Obenauer und VLG Großverbraucherdienst Südwest ab 1954

Werner Hempel: Meine Zeit bei Obenauer

Als ich 1954 nach einem zweijährigen Volontariat im Lebensmittelgroßhandel, im Kaffeeimport in Le Havre und in der späteren Deutschen Bank bei Obenauer eintrat, lagen schwierige Jahre hinter dem Handelsunternehmen: Zwei Evakuierungen und die Bombardierung, die das Betriebsgebäude in der Hohenzollernstraße in Schutt und
Asche gelegt hatte, waren zu überwinden. Alleiniger Geschäftsführer war zu dieser Zeit mein Schwiegervater, Dr. Erich Schmidt-Obenauer. Der Betrieb ging 1945 in provisorischen Räumen weiter, bis man 1949 in neue Geschäftsräume in der Straße des 13. Januar umzog, wo sich noch heute der  Firmensitz der Obenauer-Gruppe befindet.

Start im Zeichen der Erneuerung

Auch wenn sich zu Beginn meiner Geschäftstätigkeit bereits eine deutliche Aufwärtsentwicklung abzeichnete, waren die Arbeitsmethoden, die damals im gesamten Großhandel üblich waren, immer noch die gleichen wie vor dem Krieg. Aufträge wurden von Handelsreisenden, die meist zu Fuß oder mit öffentlichen Verkehrsmitteln unterwegs waren, akquiriert, da es nur einen Außendienstmitarbeiter mit einem Auto gab.

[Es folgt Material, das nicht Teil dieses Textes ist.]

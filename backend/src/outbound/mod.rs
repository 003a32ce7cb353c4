//! Outbound adapters implementing domain ports for external infrastructure.
//!
//! - **persistence**: PostgreSQL-backed repositories using Diesel ORM
//! - **memory**: in-process record store implementing every repository port
//! - **blob_storage**: local directory storage for uploaded avatars
//! - **text_generator**: chat completion client used for posting drafts
//!
//! Adapters are thin translators that convert between domain types and
//! infrastructure-specific representations. They contain no business logic.

pub mod blob_storage;
pub mod memory;
pub mod persistence;
pub mod text_generator;
//! User profiles: contact details, role and notification preference.

use chrono::{DateTime, Utc};
use serde::{Deserialize, Serialize};
use utoipa::ToSchema;

use super::{Role, UserId};

/// Largest accepted avatar upload.
pub const MAX_AVATAR_BYTES: usize = 5 * 1024 * 1024;
/// Key prefix for stored avatars.
pub const AVATAR_PREFIX: &str = "avatars";

/// Profile row keyed by the authenticated identity.
#[derive(Debug, Clone, PartialEq, Eq, Serialize, ToSchema)]
#[serde(rename_all = "camelCase")]
pub struct UserProfile {
    /// Identity.
    #[schema(value_type = String)]
    pub id: UserId,
    /// Sign-in email.
    pub email: String,
    /// Authorisation role.
    pub role: Role,
    /// Display name; empty until set.
    pub display_name: String,
    /// Contact phone; empty until set.
    pub phone: String,
    /// Public avatar URL.
    pub avatar_url: Option<String>,
    /// Whether email alerts are wanted.
    pub email_notifications: bool,
    /// Creation time.
    pub created_at: DateTime<Utc>,
    /// Last update time.
    pub updated_at: DateTime<Utc>,
}

impl UserProfile {
    /// Defaults for a first sign-in: role `user`, notifications on.
    pub fn new_default(id: UserId, email: impl Into<String>, now: DateTime<Utc>) -> Self {
        Self {
            id,
            email: email.into(),
            role: Role::User,
            display_name: String::new(),
            phone: String::new(),
            avatar_url: None,
            email_notifications: true,
            created_at: now,
            updated_at: now,
        }
    }

    /// Apply a patch, stamping `updated_at`.
    pub fn apply(self, patch: ProfilePatch, now: DateTime<Utc>) -> Self {
        let ProfilePatch {
            display_name,
            phone,
            avatar_url,
            email_notifications,
        } = patch;
        Self {
            display_name: display_name.map_or(self.display_name, |v| v.trim().to_owned()),
            phone: phone.map_or(self.phone, |v| v.trim().to_owned()),
            avatar_url: match avatar_url {
                Some(url) if url.trim().is_empty() => None,
                Some(url) => Some(url.trim().to_owned()),
                None => self.avatar_url,
            },
            email_notifications: email_notifications.unwrap_or(self.email_notifications),
            updated_at: now,
            ..self
        }
    }
}

/// Editable profile fields; `None` leaves a field untouched.
#[derive(Debug, Clone, Default, PartialEq, Eq, Serialize, Deserialize, ToSchema)]
#[serde(rename_all = "camelCase")]
pub struct ProfilePatch {
    /// New display name.
    pub display_name: Option<String>,
    /// New phone.
    pub phone: Option<String>,
    /// New avatar URL; blank clears it.
    pub avatar_url: Option<String>,
    /// New email preference.
    pub email_notifications: Option<bool>,
}

/// Reasons an avatar upload is refused.
#[derive(Debug, Clone, PartialEq, Eq, thiserror::Error)]
pub enum AvatarValidationError {
    /// The file was empty.
    #[error("avatar file is empty")]
    Empty,
    /// The file exceeded [`MAX_AVATAR_BYTES`].
    #[error("avatar must be at most {max} bytes, got {actual}")]
    TooLarge {
        /// Size limit.
        max: usize,
        /// Uploaded size.
        actual: usize,
    },
    /// The content type was not `image/*`.
    #[error("avatar must be an image, got '{content_type}'")]
    NotAnImage {
        /// Declared content type.
        content_type: String,
    },
}

/// A validated avatar ready for blob storage.
#[derive(Debug, Clone, PartialEq, Eq)]
pub struct AvatarUpload {
    path: String,
    content_type: String,
    bytes: Vec<u8>,
}

fn is_extension(value: &str) -> bool {
    !value.is_empty() && value.chars().all(|c| c.is_ascii_alphanumeric())
}

impl AvatarUpload {
    /// Validate an upload and derive its storage path
    /// `avatars/{user}-{millis}.{ext}`.
    ///
    /// The extension comes from the file name, falling back to the image
    /// subtype of the content type. Content type parameters are dropped and
    /// the subtype must be plain ASCII alphanumerics, ignoring a `+suffix`.
    pub fn try_new(
        user: &UserId,
        file_name: &str,
        content_type: &str,
        bytes: Vec<u8>,
        now: DateTime<Utc>,
    ) -> Result<Self, AvatarValidationError> {
        if bytes.is_empty() {
            return Err(AvatarValidationError::Empty);
        }
        if bytes.len() > MAX_AVATAR_BYTES {
            return Err(AvatarValidationError::TooLarge {
                max: MAX_AVATAR_BYTES,
                actual: bytes.len(),
            });
        }
        let essence = content_type
            .split(';')
            .next()
            .unwrap_or_default()
            .trim()
            .to_ascii_lowercase();
        let Some(subtype) = essence
            .strip_prefix("image/")
            .and_then(|rest| rest.split('+').next())
            .filter(|s| is_extension(s))
        else {
            return Err(AvatarValidationError::NotAnImage {
                content_type: content_type.to_owned(),
            });
        };
        let extension = file_name
            .rsplit_once('.')
            .map(|(_, ext)| ext)
            .filter(|ext| is_extension(ext))
            .unwrap_or(subtype)
            .to_ascii_lowercase();
        let path = format!(
            "{AVATAR_PREFIX}/{user}-{millis}.{extension}",
            millis = now.timestamp_millis()
        );
        Ok(Self {
            path,
            content_type: essence,
            bytes,
        })
    }

    /// Storage key.
    pub fn path(&self) -> &str {
        &self.path
    }

    /// Declared content type.
    pub fn content_type(&self) -> &str {
        &self.content_type
    }

    /// File contents.
    pub fn bytes(&self) -> &[u8] {
        &self.bytes
    }
}

#[cfg(test)]
mod tests {
    use super::*;
    use chrono::TimeZone;
    use rstest::{fixture, rstest};

    #[fixture]
    fn now() -> DateTime<Utc> {
        Utc.timestamp_millis_opt(1_760_000_000_123)
            .single()
            .expect("valid timestamp")
    }

    #[rstest]
    fn defaults_enable_notifications(now: DateTime<Utc>) {
        let profile = UserProfile::new_default(UserId::random(), "a@b.c", now);
        assert_eq!(profile.role, Role::User);
        assert!(profile.email_notifications);
        assert!(profile.display_name.is_empty());
    }

    #[rstest]
    fn patch_updates_only_given_fields(now: DateTime<Utc>) {
        let profile = UserProfile::new_default(UserId::random(), "a@b.c", now);
        let later = now + chrono::Duration::minutes(5);
        let patched = profile.clone().apply(
            ProfilePatch {
                display_name: Some(" Mina ".to_owned()),
                email_notifications: Some(false),
                ..ProfilePatch::default()
            },
            later,
        );

        assert_eq!(patched.display_name, "Mina");
        assert_eq!(patched.phone, profile.phone);
        assert!(!patched.email_notifications);
        assert_eq!(patched.updated_at, later);
        assert_eq!(patched.created_at, now);
    }

    #[rstest]
    fn blank_avatar_url_clears_it(now: DateTime<Utc>) {
        let mut profile = UserProfile::new_default(UserId::random(), "a@b.c", now);
        profile.avatar_url = Some("https://cdn/x.png".to_owned());
        let patched = profile.apply(
            ProfilePatch {
                avatar_url: Some(String::new()),
                ..ProfilePatch::default()
            },
            now,
        );
        assert_eq!(patched.avatar_url, None);
    }

    #[rstest]
    fn avatar_path_uses_user_and_millis(now: DateTime<Utc>) {
        let user = UserId::random();
        let upload = AvatarUpload::try_new(&user, "Me.JPG", "image/jpeg", vec![1, 2, 3], now)
            .expect("valid avatar");
        assert_eq!(
            upload.path(),
            format!("avatars/{user}-1760000000123.jpg")
        );
    }

    #[rstest]
    fn avatar_extension_falls_back_to_subtype(now: DateTime<Utc>) {
        let upload = AvatarUpload::try_new(&UserId::random(), "blob", "image/webp", vec![1], now)
            .expect("valid avatar");
        assert!(upload.path().ends_with(".webp"));
    }

    #[rstest]
    #[case("image/png; charset=binary", ".png", "image/png")]
    #[case(" IMAGE/PNG ", ".png", "image/png")]
    #[case("image/svg+xml", ".svg", "image/svg+xml")]
    fn content_type_parameters_are_dropped(
        now: DateTime<Utc>,
        #[case] content_type: &str,
        #[case] suffix: &str,
        #[case] stored: &str,
    ) {
        let upload = AvatarUpload::try_new(&UserId::random(), "blob", content_type, vec![1], now)
            .expect("valid avatar");
        assert!(upload.path().ends_with(suffix), "{}", upload.path());
        assert_eq!(upload.content_type(), stored);
    }

    #[rstest]
    #[case("image/../x")]
    #[case("image/")]
    #[case("image/p n g")]
    #[case("image/;x=1")]
    fn malformed_image_subtypes_are_rejected(now: DateTime<Utc>, #[case] content_type: &str) {
        let result = AvatarUpload::try_new(&UserId::random(), "blob", content_type, vec![1], now);
        assert_eq!(
            result,
            Err(AvatarValidationError::NotAnImage {
                content_type: content_type.to_owned()
            })
        );
    }

    #[rstest]
    #[case::empty(Vec::new(), "image/png", AvatarValidationError::Empty)]
    #[case::too_large(
        vec![0; MAX_AVATAR_BYTES + 1],
        "image/png",
        AvatarValidationError::TooLarge { max: MAX_AVATAR_BYTES, actual: MAX_AVATAR_BYTES + 1 }
    )]
    #[case::not_image(
        vec![1],
        "application/pdf",
        AvatarValidationError::NotAnImage { content_type: "application/pdf".to_owned() }
    )]
    fn rejects_bad_avatars(
        now: DateTime<Utc>,
        #[case] bytes: Vec<u8>,
        #[case] content_type: &str,
        #[case] expected: AvatarValidationError,
    ) {
        let result = AvatarUpload::try_new(&UserId::random(), "a.png", content_type, bytes, now);
        assert_eq!(result, Err(expected));
    }
}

Erst später wurden die ersten R4-PKW angeschafft, die legendären »Cremeschnittchen«, womit sich der Aktionsradius unserer Vertreter erheblich erweiterte. Auch die Auftragsbücher wurden anfangs noch von Hand, d.h. recht umständlich und häufig unleserlich geführt: So wurden die Aufträge zur Bereitstellung der Waren durch Etiketten und Anbruchlisten ans Lager gegeben. Nach der Zusammenstellung der Waren und der Besorgung fehlender Artikel bei befreundeten Unternehmen gingen die Rechnungsdaten – höchst zeitaufwändig – zur handschriftlichen Ausrechnung. Diese wurde von zwei unabhängigen Personen ausgeführt und erst bei Übereinstimmung ins Lager zur Tourenplanung und Auslieferung der Waren gegeben. Die
Vorgänge vereinfachten sich grundlegend, als wir 1957/58 die erste  Datenverarbeitung – damals noch mit IBM-Lochkarten – im saarländischen Großhandel eingeführt  haben. Dies ermöglichte uns nach der Rückgliederung des Saarlandes 1959 den Wechsel ohne größere Probleme zur DM-Fakturierung.

Wie die Auftragsabwicklung bedurfte die Lagerhaltung einer Neuorganisation. Zu viel musste auf drei Etagen von Hand eingelagert und handverladen auf den Transportweg gebracht werden. Im Zuge der Lagererweiterung von 1962 wurde ein Hochregallager angebaut und die Lagerorganisation auf Gabelstapler und Paletten umgestellt.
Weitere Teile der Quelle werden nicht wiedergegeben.